How can we help you?
Medical Billing, AR Management & Medical Coding
At EnGrow Global Services, we provide complete end-to-end revenue cycle management designed to help healthcare practices improve cash flow, reduce denials, and maintain regulatory compliance. Our team handles everything from accurate patient demographics entry and clean claim submission to payment posting, denial resolution, and AR follow-ups.
With strong expertise in Medical Coding, we ensure that every service is coded correctly according to payer guidelines, minimizing rejections and speeding up reimbursements. We proactively manage aging claims, identify revenue leakages, and implement effective strategies to optimize collections.
Our goal is to give providers a smooth, transparent, and efficient billing workflow — so they can stay focused on delivering exceptional patient care while we handle the financial side with accuracy and accountability.
Credentialing Services
Our credentialing specialists streamline provider enrollment with insurance networks by managing applications, follow-ups, and compliance documentation. We help healthcare professionals get credentialed faster, avoid delays, and maintain active participation status so they can continue serving patients without interruption.
Scheduling, Eligibility & Benefits Verification
At EnGrow Global Services, we provide reliable scheduling and insurance verification support to ensure smooth patient onboarding and error-free billing. Our team manages appointment scheduling with accuracy and professionalism, helping clinics maintain an organized workflow and deliver a seamless patient experience.
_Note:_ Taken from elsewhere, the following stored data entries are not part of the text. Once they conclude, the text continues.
use std::fs;
use std::io::Write;
use std::path::{Path, PathBuf};

use tracing::debug;
use walkdir::WalkDir;
use zeroize::Zeroizing;

use crate::crypto::{Base64Encoder, Cipher, Encoder, PasswordCipher};
use crate::error::RepositoryError;

/// Archived records live here, mirroring their live names.
pub const ARCHIVE_DIR: &str = ".archive";

#[derive(Debug, Clone, PartialEq, Eq)]
pub struct RepositoryItem {
    pub name: String,
}

#[derive(Debug, Clone, Copy, PartialEq, Eq)]
pub enum ItemState {
    Present,
    Archived,
    Absent,
}

/// A directory tree of individually encrypted records.
pub struct Repository {
    root: PathBuf,
    cipher: Box<dyn Cipher>,
    encoder: Box<dyn Encoder>,
}

impl Repository {
    /// Derives nothing and reads nothing yet; keys are derived lazily per record salt.
    pub fn create(password: &str, root: impl Into<PathBuf>) -> Self {
        Self::with_cipher(
            root,
            Box::new(PasswordCipher::new(password)),
            Box::new(Base64Encoder),
        )
    }

    pub fn with_cipher(
        root: impl Into<PathBuf>,
        cipher: Box<dyn Cipher>,
        encoder: Box<dyn Encoder>,
    ) -> Self {
        Self {
            root: root.into(),
            cipher,
            encoder,
        }
    }

    pub fn root(&self) -> &Path {
        &self.root
    }

    /// Validates a user supplied name and normalizes it to `a/b/c` form.
    ///
    /// Rejects empty names, `.`/`..` and other dot segments (which also
    /// reserves the archive area), backslashes, NUL, and names that would
    /// collide with an existing folder or nest under an existing record.
    pub fn try_parse_location(&self, raw: &str) -> Option<String> {
        let name = normalize_name(raw)?;
        let path = self.root.join(&name);
        if path.is_dir() {
            return None;
        }
        let mut parent = path.parent();
        while let Some(dir) = parent {
            if dir == self.root {
                break;
            }
            if dir.is_file() {
                return None;
            }
            parent = dir.parent();
        }
        Some(name)
    }

    pub fn get(&self, name: &str) -> Option<RepositoryItem> {
        let name = normalize_name(name)?;
        self.root
            .join(&name)
            .is_file()
            .then_some(RepositoryItem { name })
    }

    pub fn state(&self, name: &str) -> ItemState {
        let Some(name) = normalize_name(name) else {
            return ItemState::Absent;
        };
        if self.root.join(&name).is_file() {
            ItemState::Present
        } else if self.archive_root().join(&name).is_file() {
            ItemState::Archived
        } else {
            ItemState::Absent
        }
    }

    /// Records under `folder` (recursively), sorted by path. `""` and `"."`
    /// mean the repository root; a missing folder yields nothing.
    pub fn list(&self, folder: &str) -> Result<Vec<RepositoryItem>, RepositoryError> {
        let folder = folder.trim().trim_matches('/');
        let dir = if folder.is_empty() || folder == "." {
            self.root.clone()
        } else {
            let normalized =
                normalize_name(folder).ok_or_else(|| RepositoryError::InvalidName(folder.into()))?;
            self.root.join(normalized)
        };
        collect_items(&self.root, &dir)
    }

    pub fn read(&self, name: &str) -> Result<Zeroizing<String>, RepositoryError> {
        let path = self.existing_path(name)?;
        let raw = Zeroizing::new(fs::read(&path)?);
        let text = std::str::from_utf8(&raw)
            .map_err(|_| RepositoryError::Decrypt(name.to_string()))?;
        let sealed = self
            .encoder
            .decode(text)
            .map_err(|_| RepositoryError::Decrypt(name.to_string()))?;
        let plaintext = self
            .cipher
            .decrypt(&sealed)
            .map_err(|_| RepositoryError::Decrypt(name.to_string()))?;
        let plaintext = std::str::from_utf8(&plaintext)
            .map_err(|_| RepositoryError::Decrypt(name.to_string()))?;
        Ok(Zeroizing::new(plaintext.to_string()))
    }

    /// Replaces the record atomically: readers see the old or the new content.
    pub fn write(&self, name: &str, plaintext: &str) -> Result<(), RepositoryError> {
        let name = self
            .try_parse_location(name)
            .ok_or_else(|| RepositoryError::InvalidName(name.to_string()))?;
        let sealed = self.cipher.encrypt(plaintext.as_bytes())?;
        let text = self.encoder.encode(&sealed);
        let path = self.root.join(&name);
        atomic_write(&path, text.as_bytes())?;
        restrict_file(&path)?;
        debug!(record = %name, "record written");
        Ok(())
    }

    pub fn rename(&self, old_name: &str, new_name: &str) -> Result<(), RepositoryError> {
        let from = self.existing_path(old_name)?;
        let new_name = self
            .try_parse_location(new_name)
            .ok_or_else(|| RepositoryError::InvalidName(new_name.to_string()))?;
        let to = self.root.join(&new_name);
        if to.exists() {
            return Err(RepositoryError::AlreadyExists(new_name));
        }
        ensure_dir(to.parent())?;
        fs::rename(&from, &to)?;
        prune_empty_dirs(from.parent(), &self.root)?;
        debug!(from = %old_name, to = %new_name, "record renamed");
        Ok(())
    }

    pub fn delete(&self, name: &str) -> Result<(), RepositoryError> {
        let path = self.existing_path(name)?;
        fs::remove_file(&path)?;
        prune_empty_dirs(path.parent(), &self.root)?;
        debug!(record = %name, "record deleted");
        Ok(())
    }

    /// Moves the record out of the listable namespace. An archived record of
    /// the same name is kept; the newcomer gets the first free `name~N`.
    pub fn archive(&self, name: &str) -> Result<(), RepositoryError> {
        let from = self.existing_path(name)?;
        let normalized = normalize_name(name).ok_or_else(|| RepositoryError::NotFound(name.into()))?;
        let to = self.archive_target(&normalized);
        ensure_dir(to.parent())?;
        fs::rename(&from, &to)?;
        prune_empty_dirs(from.parent(), &self.root)?;
        debug!(record = %name, "record archived");
        Ok(())
    }

    pub fn archived(&self) -> Result<Vec<RepositoryItem>, RepositoryError> {
        let archive_root = self.archive_root();
        collect_items(&archive_root, &archive_root)
    }

    /// Brings an archived record back under its archived name.
    pub fn restore(&self, name: &str) -> Result<(), RepositoryError> {
        let normalized = normalize_name(name).ok_or_else(|| RepositoryError::NotFound(name.into()))?;
        let archive_root = self.archive_root();
        let from = archive_root.join(&normalized);
        if !from.is_file() {
            return Err(RepositoryError::NotFound(normalized));
        }
        let to_name = self
            .try_parse_location(&normalized)
            .ok_or_else(|| RepositoryError::InvalidName(normalized.clone()))?;
        let to = self.root.join(&to_name);
        if to.exists() {
            return Err(RepositoryError::AlreadyExists(to_name));
        }
        ensure_dir(to.parent())?;
        fs::rename(&from, &to)?;
        prune_empty_dirs(from.parent(), &archive_root)?;
        Ok(())
    }

    fn archive_root(&self) -> PathBuf {
        self.root.join(ARCHIVE_DIR)
    }

    /// First free archive path for `name`. When an archived record blocks a
    /// folder of `name`, the top segment is suffixed instead (`a~1/b`).
    fn archive_target(&self, name: &str) -> PathBuf {
        let archive_root = self.archive_root();
        let under_file = |path: &Path| {
            path.ancestors()
                .skip(1)
                .take_while(|dir| *dir != archive_root.as_path())
                .any(Path::is_file)
        };
        let plain = archive_root.join(name);
        if !plain.exists() && !under_file(&plain) {
            return plain;
        }
        let nested = under_file(&plain);
        let mut n = 1;
        loop {
            let candidate = match name.split_once('/') {
                Some((top, rest)) if nested => archive_root.join(format!("{top}~{n}")).join(rest),
                _ => archive_root.join(format!("{name}~{n}")),
            };
            if !candidate.exists() && !under_file(&candidate) {
                return candidate;
            }
            n += 1;
        }
    }

    fn existing_path(&self, name: &str) -> Result<PathBuf, RepositoryError> {
        let normalized = normalize_name(name).ok_or_else(|| RepositoryError::NotFound(name.into()))?;
        let path = self.root.join(&normalized);
        if path.is_file() {
            Ok(path)
        } else {
            Err(RepositoryError::NotFound(normalized))
        }
    }
}

fn normalize_name(raw: &str) -> Option<String> {
    let raw = raw.trim();
    if raw.contains('\\') || raw.contains('\0') {
        return None;
    }
    let segments: Vec<&str> = raw.split('/').filter(|s| !s.is_empty()).collect();
    if segments.is_empty() {
        return None;
    }
    if segments
        .iter()
        .any(|s| s.starts_with('.') || s.trim() != *s)
    {
        return None;
    }
    Some(segments.join("/"))
}

fn collect_items(base: &Path, dir: &Path) -> Result<Vec<RepositoryItem>, RepositoryError> {
    if !dir.is_dir() {
        return Ok(Vec::new());
    }
    let mut items = Vec::new();
    let walker = WalkDir::new(dir)
        .sort_by_file_name()
        .into_iter()
        .filter_entry(|e| e.depth() == 0 || !e.file_name().to_string_lossy().starts_with('.'));
    for entry in walker {
        let entry = entry.map_err(std::io::Error::from)?;
        if !entry.file_type().is_file() {
            continue;
        }
        let Ok(relative) = entry.path().strip_prefix(base) else {
            continue;
        };
        let name = relative
            .components()
            .map(|c| c.as_os_str().to_string_lossy())
            .collect::<Vec<_>>()
            .join("/");
        items.push(RepositoryItem { name });
    }
    Ok(items)
}

fn ensure_dir(dir: Option<&Path>) -> Result<(), RepositoryError> {
    let dir = dir.ok_or_else(|| std::io::Error::other("invalid record path"))?;
    if !dir.exists() {
        fs::create_dir_all(dir)?;
        restrict_dir(dir)?;
    }
    Ok(())
}

fn prune_empty_dirs(start: Option<&Path>, stop: &Path) -> Result<(), RepositoryError> {
    let mut current = start;
    while let Some(dir) = current {
        if dir == stop || !dir.starts_with(stop) {
            break;
        }
        if fs::read_dir(dir)?.next().is_some() {
            break;
        }
        fs::remove_dir(dir)?;
        current = dir.parent();
    }
    Ok(())
}

pub fn atomic_write(path: &Path, bytes: &[u8]) -> std::io::Result<()> {
    let parent = path
        .parent()
        .ok_or_else(|| std::io::Error::other("invalid target path"))?;
    if !parent.exists() {
        fs::create_dir_all(parent)?;
        restrict_dir(parent)?;
    }

    let mut temp = tempfile::NamedTempFile::new_in(parent)?;
    temp.write_all(bytes)?;
    temp.flush()?;
    temp.as_file().sync_all()?;
    temp.persist(path).map_err(|e| e.error)?;
    Ok(())
}

pub fn restrict_file(path: &Path) -> std::io::Result<()> {
    #[cfg(unix)]
    {
        use std::os::unix::fs::PermissionsExt;
        if path.exists() {
            fs::set_permissions(path, fs::Permissions::from_mode(0o600))?;
        }
    }
    Ok(())
}

pub fn restrict_dir(path: &Path) -> std::io::Result<()> {
    #[cfg(unix)]
    {
        use std::os::unix::fs::PermissionsExt;
        if path.exists() {
            fs::set_permissions(path, fs::Permissions::from_mode(0o700))?;
        }
    }
    Ok(())
}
We verify insurance eligibility and benefits before every visit to prevent claim denials, reduce financial surprises for patients, and ensure providers receive timely reimbursement. From confirming coverage details and co-pays to prior authorizations and plan limitations, we handle every step with precision and confidentiality.
Our goal is to help healthcare practices operate efficiently by eliminating administrative bottlenecks and ensuring every patient encounter begins with accurate, up-to-date insurance information.